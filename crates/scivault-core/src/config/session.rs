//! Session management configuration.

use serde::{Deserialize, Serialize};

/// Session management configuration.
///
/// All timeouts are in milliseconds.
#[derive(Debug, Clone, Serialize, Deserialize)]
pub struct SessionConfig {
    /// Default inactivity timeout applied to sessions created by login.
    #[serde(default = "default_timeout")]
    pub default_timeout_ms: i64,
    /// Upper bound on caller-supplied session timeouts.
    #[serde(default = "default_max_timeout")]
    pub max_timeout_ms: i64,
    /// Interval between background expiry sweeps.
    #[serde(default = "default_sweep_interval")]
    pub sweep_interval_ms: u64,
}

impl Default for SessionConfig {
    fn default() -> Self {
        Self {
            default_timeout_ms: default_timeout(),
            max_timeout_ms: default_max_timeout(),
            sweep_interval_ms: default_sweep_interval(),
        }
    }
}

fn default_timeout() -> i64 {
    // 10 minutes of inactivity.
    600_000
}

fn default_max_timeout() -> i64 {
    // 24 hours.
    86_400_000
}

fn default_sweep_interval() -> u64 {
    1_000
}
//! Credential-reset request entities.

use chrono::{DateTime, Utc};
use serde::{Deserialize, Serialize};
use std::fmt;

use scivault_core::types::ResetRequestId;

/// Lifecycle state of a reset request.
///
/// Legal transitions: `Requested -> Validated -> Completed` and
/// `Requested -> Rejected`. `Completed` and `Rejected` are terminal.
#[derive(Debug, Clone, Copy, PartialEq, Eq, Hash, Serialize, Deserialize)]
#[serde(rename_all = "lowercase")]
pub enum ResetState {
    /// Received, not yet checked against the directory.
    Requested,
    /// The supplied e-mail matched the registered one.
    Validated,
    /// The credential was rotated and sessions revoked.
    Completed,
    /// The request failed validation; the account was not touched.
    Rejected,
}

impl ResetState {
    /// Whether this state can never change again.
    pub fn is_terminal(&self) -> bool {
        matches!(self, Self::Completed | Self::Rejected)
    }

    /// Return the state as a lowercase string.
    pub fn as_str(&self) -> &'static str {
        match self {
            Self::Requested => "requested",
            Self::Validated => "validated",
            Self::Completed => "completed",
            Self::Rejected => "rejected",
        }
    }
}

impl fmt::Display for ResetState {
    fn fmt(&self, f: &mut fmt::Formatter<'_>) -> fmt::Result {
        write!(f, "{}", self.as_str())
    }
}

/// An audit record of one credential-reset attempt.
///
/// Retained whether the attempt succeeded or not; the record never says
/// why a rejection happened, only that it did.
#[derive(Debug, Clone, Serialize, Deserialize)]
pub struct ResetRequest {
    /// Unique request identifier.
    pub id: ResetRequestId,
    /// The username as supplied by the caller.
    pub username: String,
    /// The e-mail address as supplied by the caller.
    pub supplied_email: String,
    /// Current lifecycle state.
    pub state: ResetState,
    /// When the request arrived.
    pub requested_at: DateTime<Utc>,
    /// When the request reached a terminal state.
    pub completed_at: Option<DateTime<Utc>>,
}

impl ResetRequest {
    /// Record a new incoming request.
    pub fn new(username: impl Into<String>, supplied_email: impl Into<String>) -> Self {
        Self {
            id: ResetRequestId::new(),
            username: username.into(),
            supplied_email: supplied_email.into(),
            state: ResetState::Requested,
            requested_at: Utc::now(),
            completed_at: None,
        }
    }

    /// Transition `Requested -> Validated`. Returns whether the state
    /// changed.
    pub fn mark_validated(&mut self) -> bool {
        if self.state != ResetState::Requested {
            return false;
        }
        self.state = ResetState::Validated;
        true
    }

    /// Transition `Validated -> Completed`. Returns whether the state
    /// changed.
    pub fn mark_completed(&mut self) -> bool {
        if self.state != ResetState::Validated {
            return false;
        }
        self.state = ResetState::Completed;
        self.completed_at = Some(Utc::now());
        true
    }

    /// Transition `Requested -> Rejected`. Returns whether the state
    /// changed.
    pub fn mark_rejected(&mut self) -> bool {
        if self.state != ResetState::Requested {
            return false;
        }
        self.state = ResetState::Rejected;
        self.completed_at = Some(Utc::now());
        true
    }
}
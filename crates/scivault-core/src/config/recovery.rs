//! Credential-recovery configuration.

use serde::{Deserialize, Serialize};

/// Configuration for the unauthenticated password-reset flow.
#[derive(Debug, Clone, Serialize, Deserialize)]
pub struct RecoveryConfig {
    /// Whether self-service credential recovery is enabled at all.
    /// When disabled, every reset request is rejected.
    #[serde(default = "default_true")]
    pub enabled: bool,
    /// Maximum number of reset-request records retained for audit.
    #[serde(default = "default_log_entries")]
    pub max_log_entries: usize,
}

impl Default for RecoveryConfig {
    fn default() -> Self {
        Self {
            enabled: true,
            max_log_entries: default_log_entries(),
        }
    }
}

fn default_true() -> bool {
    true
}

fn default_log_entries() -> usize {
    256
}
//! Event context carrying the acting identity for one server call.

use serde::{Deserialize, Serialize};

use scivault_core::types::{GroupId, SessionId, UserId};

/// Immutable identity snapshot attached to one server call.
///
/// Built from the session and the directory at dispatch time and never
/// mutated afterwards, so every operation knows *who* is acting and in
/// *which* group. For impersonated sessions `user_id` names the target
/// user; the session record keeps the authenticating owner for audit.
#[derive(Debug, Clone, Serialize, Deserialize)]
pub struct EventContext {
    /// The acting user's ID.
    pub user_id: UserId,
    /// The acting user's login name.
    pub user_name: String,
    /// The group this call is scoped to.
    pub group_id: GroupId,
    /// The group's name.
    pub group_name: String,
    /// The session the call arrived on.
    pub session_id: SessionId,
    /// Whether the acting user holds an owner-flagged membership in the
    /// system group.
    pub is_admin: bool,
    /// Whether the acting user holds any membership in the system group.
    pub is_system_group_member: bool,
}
■ ■ ■ ■
Keeping every line exactly as it is, retype the listing.

filename crates/scivault-core/src/config/session.rs
//! Session management configuration.

use serde::{Deserialize, Serialize};

/// Session management configuration.
///
/// All timeouts are in milliseconds.
#[derive(Debug, Clone, Serialize, Deserialize)]
pub struct SessionConfig {
    /// Default inactivity timeout applied to sessions created by login.
    #[serde(default = "default_timeout")]
    pub default_timeout_ms: i64,
    /// Upper bound on caller-supplied session timeouts.
    #[serde(default = "default_max_timeout")]
    pub max_timeout_ms: i64,
    /// Interval between background expiry sweeps.
    #[serde(default = "default_sweep_interval")]
    pub sweep_interval_ms: u64,
}

impl Default for SessionConfig {
    fn default() -> Self {
        Self {
            default_timeout_ms: default_timeout(),
            max_timeout_ms: default_max_timeout(),
            sweep_interval_ms: default_sweep_interval(),
        }
    }
}

fn default_timeout() -> i64 {
    // 10 minutes of inactivity.
    600_000
}

fn default_max_timeout() -> i64 {
    // 24 hours.
    86_400_000
}

fn default_sweep_interval() -> u64 {
    1_000
}
//! Credential-reset request entities.

use chrono::{DateTime, Utc};
use serde::{Deserialize, Serialize};
use std::fmt;

use scivault_core::types::ResetRequestId;

/// Lifecycle state of a reset request.
///
/// Legal transitions: `Requested -> Validated -> Completed` and
/// `Requested -> Rejected`. `Completed` and `Rejected` are terminal.
#[derive(Debug, Clone, Copy, PartialEq, Eq, Hash, Serialize, Deserialize)]
#[serde(rename_all = "lowercase")]
pub enum ResetState {
    /// Received, not yet checked against the directory.
    Requested,
    /// The supplied e-mail matched the registered one.
    Validated,
    /// The credential was rotated and sessions revoked.
    Completed,
    /// The request failed validation; the account was not touched.
    Rejected,
}

impl ResetState {
    /// Whether this state can never change again.
    pub fn is_terminal(&self) -> bool {
        matches!(self, Self::Completed | Self::Rejected)
    }

    /// Return the state as a lowercase string.
    pub fn as_str(&self) -> &'static str {
        match self {
            Self::Requested => "requested",
            Self::Validated => "validated",
            Self::Completed => "completed",
            Self::Rejected => "rejected",
        }
    }
}

impl fmt::Display for ResetState {
    fn fmt(&self, f: &mut fmt::Formatter<'_>) -> fmt::Result {
        write!(f, "{}", self.as_str())
    }
}

/// An audit record of one credential-reset attempt.
///
/// Retained whether the attempt succeeded or not; the record never says
/// why a rejection happened, only that it did.
#[derive(Debug, Clone, Serialize, Deserialize)]
pub struct ResetRequest {
    /// Unique request identifier.
    pub id: ResetRequestId,
    /// The username as supplied by the caller.
    pub username: String,
    /// The e-mail address as supplied by the caller.
    pub supplied_email: String,
    /// Current lifecycle state.
    pub state: ResetState,
    /// When the request arrived.
    pub requested_at: DateTime<Utc>,
    /// When the request reached a terminal state.
    pub completed_at: Option<DateTime<Utc>>,
}

impl ResetRequest {
    /// Record a new incoming request.
    pub fn new(username: impl Into<String>, supplied_email: impl Into<String>) -> Self {
        Self {
            id: ResetRequestId::new(),
            username: username.into(),
            supplied_email: supplied_email.into(),
            state: ResetState::Requested,
            requested_at: Utc::now(),
            completed_at: None,
        }
    }

    /// Transition `Requested -> Validated`. Returns whether the state
    /// changed.
    pub fn mark_validated(&mut self) -> bool {
        if self.state != ResetState::Requested {
            return false;
        }
        self.state = ResetState::Validated;
        true
    }

    /// Transition `Validated -> Completed`. Returns whether the state
    /// changed.
    pub fn mark_completed(&mut self) -> bool {
        if self.state != ResetState::Validated {
            return false;
        }
        self.state = ResetState::Completed;
        self.completed_at = Some(Utc::now());
        true
    }

    /// Transition `Requested -> Rejected`. Returns whether the state
    /// changed.
    pub fn mark_rejected(&mut self) -> bool {
        if self.state != ResetState::Requested {
            return false;
        }
        self.state = ResetState::Rejected;
        self.completed_at = Some(Utc::now());
        true
    }
}
filename crates/scivault-core/src/config/recovery.rs
//! Credential-recovery configuration.

use serde::{Deserialize, Serialize};

/// Configuration for the unauthenticated password-reset flow.
#[derive(Debug, Clone, Serialize, Deserialize)]
pub struct RecoveryConfig {
    /// Whether self-service credential recovery is enabled at all.
    /// When disabled, every reset request is rejected.
    #[serde(default = "default_true")]
    pub enabled: bool,
    /// Maximum number of reset-request records retained for audit.
    #[serde(default = "default_log_entries")]
    pub max_log_entries: usize,
}

impl Default for RecoveryConfig {
    fn default() -> Self {
        Self {
            enabled: true,
            max_log_entries: default_log_entries(),
        }
    }
}

fn default_true() -> bool {
    true
}

fn default_log_entries() -> usize {
    256
}
//! Event context carrying the acting identity for one server call.

use serde::{Deserialize, Serialize};

use scivault_core::types::{GroupId, SessionId, UserId};

/// Immutable identity snapshot attached to one server call.
///
/// Built from the session and the directory at dispatch time and never
/// mutated afterwards, so every operation knows *who* is acting and in
/// *which* group. For impersonated sessions `user_id` names the target
/// user; the session record keeps the authenticating owner for audit.
#[derive(Debug, Clone, Serialize, Deserialize)]
pub struct EventContext {
    /// The acting user's ID.
    pub user_id: UserId,
    /// The acting user's login name.
    pub user_name: String,
    /// The group this call is scoped to.
    pub group_id: GroupId,
    /// The group's name.
    pub group_name: String,
    /// The session the call arrived on.
    pub session_id: SessionId,
    /// Whether the acting user holds an owner-flagged membership in the
    /// system group.
    pub is_admin: bool,
    /// Whether the acting user holds any membership in the system group.
    pub is_system_group_member: bool,
}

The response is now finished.